- Required work -
Collect every line of the records below that contains the word "halves".

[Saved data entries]
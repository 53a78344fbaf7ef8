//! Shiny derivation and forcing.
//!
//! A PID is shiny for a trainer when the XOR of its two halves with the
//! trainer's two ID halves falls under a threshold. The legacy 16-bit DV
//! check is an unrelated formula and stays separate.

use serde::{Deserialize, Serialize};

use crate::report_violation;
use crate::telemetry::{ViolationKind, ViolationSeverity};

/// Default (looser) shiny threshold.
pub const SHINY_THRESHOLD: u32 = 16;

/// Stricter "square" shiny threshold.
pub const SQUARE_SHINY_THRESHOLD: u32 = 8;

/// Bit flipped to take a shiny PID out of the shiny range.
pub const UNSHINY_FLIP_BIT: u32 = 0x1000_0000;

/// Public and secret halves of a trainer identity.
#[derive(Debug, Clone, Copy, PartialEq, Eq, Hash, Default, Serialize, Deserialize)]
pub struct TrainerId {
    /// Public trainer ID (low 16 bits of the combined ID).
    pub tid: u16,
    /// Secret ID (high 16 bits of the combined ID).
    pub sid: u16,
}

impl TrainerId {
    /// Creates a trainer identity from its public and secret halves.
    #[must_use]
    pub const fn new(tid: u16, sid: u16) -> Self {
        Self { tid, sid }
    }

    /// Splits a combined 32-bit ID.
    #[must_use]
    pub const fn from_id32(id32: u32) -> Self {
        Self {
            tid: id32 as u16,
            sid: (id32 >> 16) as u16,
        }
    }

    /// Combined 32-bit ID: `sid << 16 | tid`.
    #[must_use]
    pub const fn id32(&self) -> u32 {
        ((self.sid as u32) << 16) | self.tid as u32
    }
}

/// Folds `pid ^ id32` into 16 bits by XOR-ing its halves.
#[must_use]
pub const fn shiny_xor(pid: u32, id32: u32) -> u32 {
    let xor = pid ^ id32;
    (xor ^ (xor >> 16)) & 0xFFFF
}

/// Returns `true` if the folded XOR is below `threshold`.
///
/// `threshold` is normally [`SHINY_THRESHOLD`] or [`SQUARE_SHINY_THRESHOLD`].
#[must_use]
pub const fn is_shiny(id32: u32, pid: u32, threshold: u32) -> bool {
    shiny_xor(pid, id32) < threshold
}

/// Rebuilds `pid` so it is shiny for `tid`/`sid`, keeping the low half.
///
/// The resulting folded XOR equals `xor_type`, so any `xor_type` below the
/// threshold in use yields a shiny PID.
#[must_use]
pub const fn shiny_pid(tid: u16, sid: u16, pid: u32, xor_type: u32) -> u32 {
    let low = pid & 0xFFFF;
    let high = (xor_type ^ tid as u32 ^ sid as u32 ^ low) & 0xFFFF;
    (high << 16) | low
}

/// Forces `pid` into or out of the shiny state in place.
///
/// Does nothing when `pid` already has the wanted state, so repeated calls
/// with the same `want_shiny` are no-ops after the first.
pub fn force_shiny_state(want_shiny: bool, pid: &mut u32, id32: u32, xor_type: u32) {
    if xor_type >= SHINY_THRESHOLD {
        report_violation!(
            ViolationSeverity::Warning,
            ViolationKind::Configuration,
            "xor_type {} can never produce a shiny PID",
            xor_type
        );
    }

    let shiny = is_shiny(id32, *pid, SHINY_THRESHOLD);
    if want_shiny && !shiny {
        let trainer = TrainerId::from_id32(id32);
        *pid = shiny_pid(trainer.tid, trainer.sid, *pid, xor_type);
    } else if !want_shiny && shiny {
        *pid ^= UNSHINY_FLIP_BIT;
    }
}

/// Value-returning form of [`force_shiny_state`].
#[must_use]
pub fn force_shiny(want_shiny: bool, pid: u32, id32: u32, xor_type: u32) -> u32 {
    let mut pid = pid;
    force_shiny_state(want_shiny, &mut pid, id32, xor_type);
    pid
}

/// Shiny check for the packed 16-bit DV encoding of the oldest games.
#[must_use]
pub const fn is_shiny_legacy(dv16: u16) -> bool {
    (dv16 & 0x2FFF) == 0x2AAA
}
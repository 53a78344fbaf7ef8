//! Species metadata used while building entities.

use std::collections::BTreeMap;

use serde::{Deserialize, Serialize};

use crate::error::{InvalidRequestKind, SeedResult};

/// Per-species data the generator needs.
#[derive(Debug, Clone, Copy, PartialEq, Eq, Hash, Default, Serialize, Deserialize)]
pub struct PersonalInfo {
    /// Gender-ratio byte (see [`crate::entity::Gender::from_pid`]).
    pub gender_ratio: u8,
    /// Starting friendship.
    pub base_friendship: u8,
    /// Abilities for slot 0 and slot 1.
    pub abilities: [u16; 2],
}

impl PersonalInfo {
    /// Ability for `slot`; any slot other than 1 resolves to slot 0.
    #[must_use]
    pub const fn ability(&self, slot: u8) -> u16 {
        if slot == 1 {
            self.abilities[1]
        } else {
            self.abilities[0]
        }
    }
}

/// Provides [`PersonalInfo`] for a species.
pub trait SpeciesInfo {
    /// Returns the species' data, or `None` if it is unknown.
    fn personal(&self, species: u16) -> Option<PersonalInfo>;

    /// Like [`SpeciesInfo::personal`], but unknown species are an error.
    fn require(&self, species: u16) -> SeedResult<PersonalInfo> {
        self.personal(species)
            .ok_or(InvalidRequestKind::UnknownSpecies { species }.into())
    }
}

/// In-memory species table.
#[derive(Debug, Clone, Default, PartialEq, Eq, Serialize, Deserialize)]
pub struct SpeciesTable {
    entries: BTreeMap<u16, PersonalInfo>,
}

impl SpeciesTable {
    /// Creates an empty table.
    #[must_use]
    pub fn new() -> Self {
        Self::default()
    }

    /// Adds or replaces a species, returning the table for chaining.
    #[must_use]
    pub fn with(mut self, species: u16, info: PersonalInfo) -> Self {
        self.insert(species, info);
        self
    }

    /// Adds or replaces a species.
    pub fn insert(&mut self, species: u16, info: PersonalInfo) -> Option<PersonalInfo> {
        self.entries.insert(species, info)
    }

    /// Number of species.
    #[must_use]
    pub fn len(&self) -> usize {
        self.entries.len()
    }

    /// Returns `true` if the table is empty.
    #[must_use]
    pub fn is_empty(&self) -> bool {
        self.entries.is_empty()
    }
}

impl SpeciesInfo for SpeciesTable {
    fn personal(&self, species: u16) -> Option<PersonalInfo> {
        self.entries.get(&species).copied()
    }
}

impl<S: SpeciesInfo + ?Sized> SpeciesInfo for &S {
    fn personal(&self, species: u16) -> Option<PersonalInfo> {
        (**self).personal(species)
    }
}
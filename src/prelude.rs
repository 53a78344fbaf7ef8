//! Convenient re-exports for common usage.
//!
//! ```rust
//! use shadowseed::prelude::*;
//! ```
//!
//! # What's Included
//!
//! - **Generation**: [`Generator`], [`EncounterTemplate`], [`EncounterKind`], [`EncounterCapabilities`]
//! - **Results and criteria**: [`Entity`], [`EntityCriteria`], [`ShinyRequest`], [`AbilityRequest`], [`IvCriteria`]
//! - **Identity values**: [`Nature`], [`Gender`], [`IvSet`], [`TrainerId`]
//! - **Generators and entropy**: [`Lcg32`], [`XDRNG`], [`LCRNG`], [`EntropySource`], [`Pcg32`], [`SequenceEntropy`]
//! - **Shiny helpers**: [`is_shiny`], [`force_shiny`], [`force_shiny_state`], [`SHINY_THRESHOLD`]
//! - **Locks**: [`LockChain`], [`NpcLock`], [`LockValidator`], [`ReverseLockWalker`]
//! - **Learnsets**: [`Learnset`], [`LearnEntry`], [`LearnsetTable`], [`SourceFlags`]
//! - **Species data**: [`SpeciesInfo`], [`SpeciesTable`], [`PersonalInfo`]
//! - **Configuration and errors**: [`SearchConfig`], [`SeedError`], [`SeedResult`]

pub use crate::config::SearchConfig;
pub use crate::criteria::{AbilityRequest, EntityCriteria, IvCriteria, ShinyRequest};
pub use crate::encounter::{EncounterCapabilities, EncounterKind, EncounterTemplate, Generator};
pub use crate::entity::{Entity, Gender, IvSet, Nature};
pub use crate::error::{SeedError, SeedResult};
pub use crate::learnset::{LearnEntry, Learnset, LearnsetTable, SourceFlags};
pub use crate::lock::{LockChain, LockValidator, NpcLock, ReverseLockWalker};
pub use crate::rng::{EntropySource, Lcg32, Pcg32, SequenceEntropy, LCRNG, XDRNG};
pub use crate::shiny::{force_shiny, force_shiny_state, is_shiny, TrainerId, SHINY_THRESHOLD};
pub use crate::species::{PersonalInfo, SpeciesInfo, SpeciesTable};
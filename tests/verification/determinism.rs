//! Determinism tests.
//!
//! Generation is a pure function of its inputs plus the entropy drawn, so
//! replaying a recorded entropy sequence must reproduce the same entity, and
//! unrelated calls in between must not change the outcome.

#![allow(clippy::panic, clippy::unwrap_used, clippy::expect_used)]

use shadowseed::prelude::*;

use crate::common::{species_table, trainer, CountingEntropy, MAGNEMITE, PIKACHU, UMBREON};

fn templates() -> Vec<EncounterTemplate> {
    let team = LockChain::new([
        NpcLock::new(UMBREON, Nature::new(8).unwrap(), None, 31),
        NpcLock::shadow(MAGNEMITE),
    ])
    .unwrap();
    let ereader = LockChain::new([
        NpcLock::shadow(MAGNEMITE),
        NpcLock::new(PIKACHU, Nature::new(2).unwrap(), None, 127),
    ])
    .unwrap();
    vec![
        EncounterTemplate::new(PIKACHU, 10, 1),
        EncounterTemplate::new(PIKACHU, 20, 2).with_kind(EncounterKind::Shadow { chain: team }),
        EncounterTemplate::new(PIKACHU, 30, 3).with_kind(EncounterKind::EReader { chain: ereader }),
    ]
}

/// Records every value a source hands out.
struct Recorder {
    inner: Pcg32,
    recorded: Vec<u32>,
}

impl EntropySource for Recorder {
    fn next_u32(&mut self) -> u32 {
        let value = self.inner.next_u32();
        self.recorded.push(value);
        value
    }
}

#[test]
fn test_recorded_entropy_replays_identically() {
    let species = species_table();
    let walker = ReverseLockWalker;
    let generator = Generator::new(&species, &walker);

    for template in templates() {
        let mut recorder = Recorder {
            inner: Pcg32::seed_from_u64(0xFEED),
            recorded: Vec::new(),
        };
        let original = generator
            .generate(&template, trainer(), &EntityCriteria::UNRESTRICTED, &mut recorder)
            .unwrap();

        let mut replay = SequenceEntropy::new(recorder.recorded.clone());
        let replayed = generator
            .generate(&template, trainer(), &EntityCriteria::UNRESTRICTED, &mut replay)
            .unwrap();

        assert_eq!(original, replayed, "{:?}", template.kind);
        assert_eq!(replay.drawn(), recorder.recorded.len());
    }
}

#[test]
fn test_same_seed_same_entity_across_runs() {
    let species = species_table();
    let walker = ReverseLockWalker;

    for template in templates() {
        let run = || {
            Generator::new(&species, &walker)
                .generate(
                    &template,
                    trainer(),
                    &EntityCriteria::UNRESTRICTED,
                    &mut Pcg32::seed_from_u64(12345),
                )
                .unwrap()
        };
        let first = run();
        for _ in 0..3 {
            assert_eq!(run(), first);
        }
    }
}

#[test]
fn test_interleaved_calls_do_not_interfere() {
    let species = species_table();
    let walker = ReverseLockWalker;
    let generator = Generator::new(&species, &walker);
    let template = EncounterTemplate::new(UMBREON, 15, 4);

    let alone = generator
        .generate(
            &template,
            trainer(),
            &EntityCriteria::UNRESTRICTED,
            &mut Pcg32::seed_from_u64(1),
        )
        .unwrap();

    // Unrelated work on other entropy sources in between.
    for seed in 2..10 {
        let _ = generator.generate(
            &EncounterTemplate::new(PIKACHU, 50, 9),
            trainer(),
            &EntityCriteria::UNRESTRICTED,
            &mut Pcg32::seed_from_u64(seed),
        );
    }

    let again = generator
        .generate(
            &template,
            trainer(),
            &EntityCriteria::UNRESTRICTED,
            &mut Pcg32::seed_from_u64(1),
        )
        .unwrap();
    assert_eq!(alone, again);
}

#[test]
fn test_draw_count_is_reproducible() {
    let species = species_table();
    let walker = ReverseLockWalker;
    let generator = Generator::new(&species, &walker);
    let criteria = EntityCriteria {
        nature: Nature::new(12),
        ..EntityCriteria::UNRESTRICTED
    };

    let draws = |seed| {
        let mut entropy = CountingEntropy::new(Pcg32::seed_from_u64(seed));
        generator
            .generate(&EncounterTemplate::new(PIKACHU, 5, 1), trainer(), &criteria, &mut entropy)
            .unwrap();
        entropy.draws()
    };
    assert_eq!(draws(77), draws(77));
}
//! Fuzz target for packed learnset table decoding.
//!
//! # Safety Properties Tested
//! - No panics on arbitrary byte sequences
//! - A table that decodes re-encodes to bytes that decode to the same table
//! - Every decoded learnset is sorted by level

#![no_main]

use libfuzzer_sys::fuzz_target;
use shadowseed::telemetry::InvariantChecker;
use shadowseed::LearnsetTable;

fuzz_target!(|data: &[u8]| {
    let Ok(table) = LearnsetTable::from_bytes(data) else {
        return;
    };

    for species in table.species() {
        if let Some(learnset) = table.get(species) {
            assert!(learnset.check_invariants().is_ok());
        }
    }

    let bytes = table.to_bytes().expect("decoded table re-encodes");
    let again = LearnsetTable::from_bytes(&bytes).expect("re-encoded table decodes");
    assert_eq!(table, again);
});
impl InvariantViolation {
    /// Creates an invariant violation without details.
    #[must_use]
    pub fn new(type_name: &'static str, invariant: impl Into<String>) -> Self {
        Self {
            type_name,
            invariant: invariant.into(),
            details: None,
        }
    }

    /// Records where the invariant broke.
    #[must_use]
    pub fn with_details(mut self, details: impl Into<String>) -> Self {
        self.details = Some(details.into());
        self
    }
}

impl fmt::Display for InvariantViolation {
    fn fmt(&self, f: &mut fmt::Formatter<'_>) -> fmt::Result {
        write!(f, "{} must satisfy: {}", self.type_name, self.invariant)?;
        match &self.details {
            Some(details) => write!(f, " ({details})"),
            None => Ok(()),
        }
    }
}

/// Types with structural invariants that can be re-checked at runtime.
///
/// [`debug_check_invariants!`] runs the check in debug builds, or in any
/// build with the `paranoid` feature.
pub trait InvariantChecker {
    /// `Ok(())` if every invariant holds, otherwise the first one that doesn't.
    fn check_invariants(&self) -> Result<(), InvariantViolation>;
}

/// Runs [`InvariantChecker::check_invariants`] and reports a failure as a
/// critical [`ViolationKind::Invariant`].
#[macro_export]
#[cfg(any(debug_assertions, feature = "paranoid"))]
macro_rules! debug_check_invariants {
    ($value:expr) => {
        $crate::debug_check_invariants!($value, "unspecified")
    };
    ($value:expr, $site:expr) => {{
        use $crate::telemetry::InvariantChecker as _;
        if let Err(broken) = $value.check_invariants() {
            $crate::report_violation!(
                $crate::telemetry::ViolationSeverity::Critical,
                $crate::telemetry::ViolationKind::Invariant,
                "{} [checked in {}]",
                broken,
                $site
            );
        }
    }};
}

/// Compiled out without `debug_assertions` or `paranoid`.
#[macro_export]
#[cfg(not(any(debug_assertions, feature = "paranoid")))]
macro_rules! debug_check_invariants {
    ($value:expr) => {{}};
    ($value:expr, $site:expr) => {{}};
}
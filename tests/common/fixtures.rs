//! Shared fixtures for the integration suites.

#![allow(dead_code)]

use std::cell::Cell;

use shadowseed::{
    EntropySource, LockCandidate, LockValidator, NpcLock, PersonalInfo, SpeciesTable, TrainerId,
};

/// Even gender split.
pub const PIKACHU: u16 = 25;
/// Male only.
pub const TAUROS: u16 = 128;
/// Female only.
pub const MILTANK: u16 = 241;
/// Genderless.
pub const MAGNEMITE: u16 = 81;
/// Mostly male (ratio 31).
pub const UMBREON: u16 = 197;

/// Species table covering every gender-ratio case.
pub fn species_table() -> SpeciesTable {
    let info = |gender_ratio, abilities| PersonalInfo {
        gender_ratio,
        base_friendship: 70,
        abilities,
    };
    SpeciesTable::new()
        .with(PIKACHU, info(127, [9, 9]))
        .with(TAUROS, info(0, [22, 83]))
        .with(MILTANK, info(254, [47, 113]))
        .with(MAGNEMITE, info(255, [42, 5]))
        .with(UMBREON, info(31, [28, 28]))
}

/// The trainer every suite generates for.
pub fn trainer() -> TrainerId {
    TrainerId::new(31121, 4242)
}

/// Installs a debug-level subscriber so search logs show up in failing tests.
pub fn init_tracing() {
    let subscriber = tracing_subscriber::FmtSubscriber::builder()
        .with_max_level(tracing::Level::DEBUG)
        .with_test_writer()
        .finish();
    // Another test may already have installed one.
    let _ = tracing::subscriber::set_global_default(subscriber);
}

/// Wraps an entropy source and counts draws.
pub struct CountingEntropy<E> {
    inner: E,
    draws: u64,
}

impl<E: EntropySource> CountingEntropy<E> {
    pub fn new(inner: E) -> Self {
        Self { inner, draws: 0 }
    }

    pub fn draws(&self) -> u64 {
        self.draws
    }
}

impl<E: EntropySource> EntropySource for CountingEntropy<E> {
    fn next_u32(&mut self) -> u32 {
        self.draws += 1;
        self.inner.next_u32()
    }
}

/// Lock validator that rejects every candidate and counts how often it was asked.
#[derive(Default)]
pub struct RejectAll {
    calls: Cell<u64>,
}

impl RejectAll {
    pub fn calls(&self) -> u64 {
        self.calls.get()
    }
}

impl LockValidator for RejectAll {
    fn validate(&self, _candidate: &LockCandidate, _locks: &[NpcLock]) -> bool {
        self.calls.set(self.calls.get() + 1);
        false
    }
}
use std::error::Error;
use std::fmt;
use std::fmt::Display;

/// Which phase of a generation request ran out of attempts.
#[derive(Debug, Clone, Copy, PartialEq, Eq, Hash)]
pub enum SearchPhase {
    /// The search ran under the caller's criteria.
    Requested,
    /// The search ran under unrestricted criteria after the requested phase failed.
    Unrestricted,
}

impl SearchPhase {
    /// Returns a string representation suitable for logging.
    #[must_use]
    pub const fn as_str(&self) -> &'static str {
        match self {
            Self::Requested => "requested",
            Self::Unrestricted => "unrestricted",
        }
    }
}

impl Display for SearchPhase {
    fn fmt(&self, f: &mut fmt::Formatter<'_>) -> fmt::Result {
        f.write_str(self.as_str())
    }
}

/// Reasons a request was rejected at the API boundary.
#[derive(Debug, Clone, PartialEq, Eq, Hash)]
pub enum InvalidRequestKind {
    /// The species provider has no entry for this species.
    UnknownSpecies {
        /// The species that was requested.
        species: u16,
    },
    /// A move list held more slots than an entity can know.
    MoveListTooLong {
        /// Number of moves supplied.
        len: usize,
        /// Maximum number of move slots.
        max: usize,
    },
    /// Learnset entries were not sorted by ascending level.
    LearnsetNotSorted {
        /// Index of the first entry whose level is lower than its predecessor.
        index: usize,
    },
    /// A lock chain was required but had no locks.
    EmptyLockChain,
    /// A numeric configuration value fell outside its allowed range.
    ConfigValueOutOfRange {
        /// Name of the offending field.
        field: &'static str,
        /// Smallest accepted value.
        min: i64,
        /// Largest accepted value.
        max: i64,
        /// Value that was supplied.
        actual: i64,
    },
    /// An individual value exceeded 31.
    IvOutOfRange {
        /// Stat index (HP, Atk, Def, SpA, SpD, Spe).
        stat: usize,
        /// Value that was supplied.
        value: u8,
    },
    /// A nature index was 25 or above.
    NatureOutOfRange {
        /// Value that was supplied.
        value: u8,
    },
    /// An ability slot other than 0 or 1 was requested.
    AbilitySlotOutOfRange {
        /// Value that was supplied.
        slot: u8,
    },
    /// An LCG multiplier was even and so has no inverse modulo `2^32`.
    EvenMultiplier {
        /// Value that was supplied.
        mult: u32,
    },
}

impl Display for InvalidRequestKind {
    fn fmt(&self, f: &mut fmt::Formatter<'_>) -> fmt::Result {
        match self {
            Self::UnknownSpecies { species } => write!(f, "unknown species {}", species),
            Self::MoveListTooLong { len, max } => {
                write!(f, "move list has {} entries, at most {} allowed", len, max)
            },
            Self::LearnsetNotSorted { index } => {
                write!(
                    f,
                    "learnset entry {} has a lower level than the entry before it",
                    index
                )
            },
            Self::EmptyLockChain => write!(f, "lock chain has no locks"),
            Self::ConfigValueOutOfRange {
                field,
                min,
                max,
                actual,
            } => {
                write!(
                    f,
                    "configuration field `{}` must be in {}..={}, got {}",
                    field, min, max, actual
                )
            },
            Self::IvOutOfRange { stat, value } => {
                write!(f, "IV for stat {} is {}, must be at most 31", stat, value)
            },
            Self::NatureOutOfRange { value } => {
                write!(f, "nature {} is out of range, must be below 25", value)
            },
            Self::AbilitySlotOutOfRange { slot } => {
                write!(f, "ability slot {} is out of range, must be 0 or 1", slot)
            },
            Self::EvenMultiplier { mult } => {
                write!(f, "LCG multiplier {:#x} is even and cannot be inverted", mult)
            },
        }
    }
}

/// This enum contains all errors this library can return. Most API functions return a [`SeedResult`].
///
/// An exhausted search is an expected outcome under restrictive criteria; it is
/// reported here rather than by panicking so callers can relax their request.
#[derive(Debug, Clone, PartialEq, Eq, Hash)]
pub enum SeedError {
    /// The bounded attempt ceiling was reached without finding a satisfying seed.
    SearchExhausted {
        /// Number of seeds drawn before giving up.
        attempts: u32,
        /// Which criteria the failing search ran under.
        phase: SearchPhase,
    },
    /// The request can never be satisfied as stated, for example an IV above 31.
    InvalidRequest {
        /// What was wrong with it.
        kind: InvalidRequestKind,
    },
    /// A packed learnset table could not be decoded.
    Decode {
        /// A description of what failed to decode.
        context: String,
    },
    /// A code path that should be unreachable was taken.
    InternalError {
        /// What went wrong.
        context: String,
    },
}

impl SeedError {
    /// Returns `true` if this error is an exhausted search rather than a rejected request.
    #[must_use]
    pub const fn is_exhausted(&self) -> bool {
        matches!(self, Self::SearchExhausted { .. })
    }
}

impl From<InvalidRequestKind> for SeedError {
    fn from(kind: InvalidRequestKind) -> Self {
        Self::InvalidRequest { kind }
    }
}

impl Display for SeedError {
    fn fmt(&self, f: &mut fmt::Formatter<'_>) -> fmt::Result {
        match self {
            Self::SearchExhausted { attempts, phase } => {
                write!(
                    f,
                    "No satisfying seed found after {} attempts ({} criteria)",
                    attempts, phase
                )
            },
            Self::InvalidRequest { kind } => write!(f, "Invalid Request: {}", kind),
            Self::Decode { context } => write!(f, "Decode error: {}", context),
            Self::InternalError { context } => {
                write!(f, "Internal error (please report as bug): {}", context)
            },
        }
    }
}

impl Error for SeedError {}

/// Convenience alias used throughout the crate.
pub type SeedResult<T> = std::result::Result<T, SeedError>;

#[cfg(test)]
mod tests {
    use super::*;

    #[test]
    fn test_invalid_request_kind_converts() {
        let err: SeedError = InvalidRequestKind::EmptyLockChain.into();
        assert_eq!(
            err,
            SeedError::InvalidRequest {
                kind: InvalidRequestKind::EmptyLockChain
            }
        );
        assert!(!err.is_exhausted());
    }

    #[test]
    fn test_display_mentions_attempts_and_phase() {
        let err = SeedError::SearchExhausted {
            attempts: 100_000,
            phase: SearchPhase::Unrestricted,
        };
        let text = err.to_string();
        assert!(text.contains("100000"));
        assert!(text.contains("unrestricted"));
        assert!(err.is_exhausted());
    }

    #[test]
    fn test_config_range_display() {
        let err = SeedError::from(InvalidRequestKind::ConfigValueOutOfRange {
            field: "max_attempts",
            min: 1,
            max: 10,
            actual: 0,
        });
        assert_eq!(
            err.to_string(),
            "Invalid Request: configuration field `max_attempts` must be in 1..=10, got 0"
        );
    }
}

- Task result -
//! A PID is shiny for a trainer when the XOR of its two halves with the
//! trainer's two ID halves falls under a threshold. The legacy 16-bit DV
/// Public and secret halves of a trainer identity.
    /// Creates a trainer identity from its public and secret halves.
/// Folds `pid ^ id32` into 16 bits by XOR-ing its halves.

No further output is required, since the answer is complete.